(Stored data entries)
————————
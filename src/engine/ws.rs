//! WebSocket event fan-out.
//!
//! Build lifecycle events are serialized once and pushed through a tokio
//! broadcast channel; every connected socket gets its own receiver. Lagging
//! receivers skip messages rather than stalling the engine.

use axum::extract::ws::{Message, WebSocket, WebSocketUpgrade};
use axum::response::IntoResponse;
use futures_util::{SinkExt, StreamExt};
use serde::{Deserialize, Serialize};
use tokio::sync::broadcast;

use super::models::Build;

// ── WebSocket message types ──────────────────────────────────────────

#[derive(Debug, Clone, Serialize, Deserialize)]
#[serde(tag = "type", content = "data")]
pub enum WsMessage {
    RepoRegistered {
        owner: String,
        name: String,
    },
    /// Emitted once the two-phase acceptance write completes; the build is
    /// `running` (possibly still queued for a worker or workspace).
    BuildStarted {
        build: Build,
    },
    /// Emitted when the build reaches a terminal state.
    BuildFinished {
        build: Build,
    },
}

/// Serialize and send a message to all connected clients. Send errors mean
/// "no receivers" and are ignored.
pub fn broadcast_message(tx: &broadcast::Sender<String>, msg: &WsMessage) {
    match serde_json::to_string(msg) {
        Ok(json) => {
            let _ = tx.send(json);
        }
        Err(e) => tracing::warn!("Failed to serialize ws message: {}", e),
    }
}

pub async fn ws_handler_with_sender(
    ws: WebSocketUpgrade,
    tx: broadcast::Sender<String>,
) -> impl IntoResponse {
    ws.on_upgrade(move |socket| handle_socket(socket, tx))
}

async fn handle_socket(socket: WebSocket, tx: broadcast::Sender<String>) {
    let (mut sender, mut receiver) = socket.split();
    let mut rx = tx.subscribe();

    loop {
        tokio::select! {
            msg = rx.recv() => match msg {
                Ok(text) => {
                    if sender.send(Message::Text(text.into())).await.is_err() {
                        break;
                    }
                }
                Err(broadcast::error::RecvError::Lagged(skipped)) => {
                    tracing::warn!("ws client lagged, skipped {} messages", skipped);
                }
                Err(broadcast::error::RecvError::Closed) => break,
            },
            incoming = receiver.next() => match incoming {
                Some(Ok(Message::Close(_))) | None => break,
                Some(Ok(_)) => {}
                Some(Err(_)) => break,
            },
        }
    }
}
————————
EXERCISE PROMPT.
Please report every line in the entries above that holds the string "skipped".

TASK ANSWER.
                Err(broadcast::error::RecvError::Lagged(skipped)) => {
                    tracing::warn!("ws client lagged, skipped {} messages", skipped);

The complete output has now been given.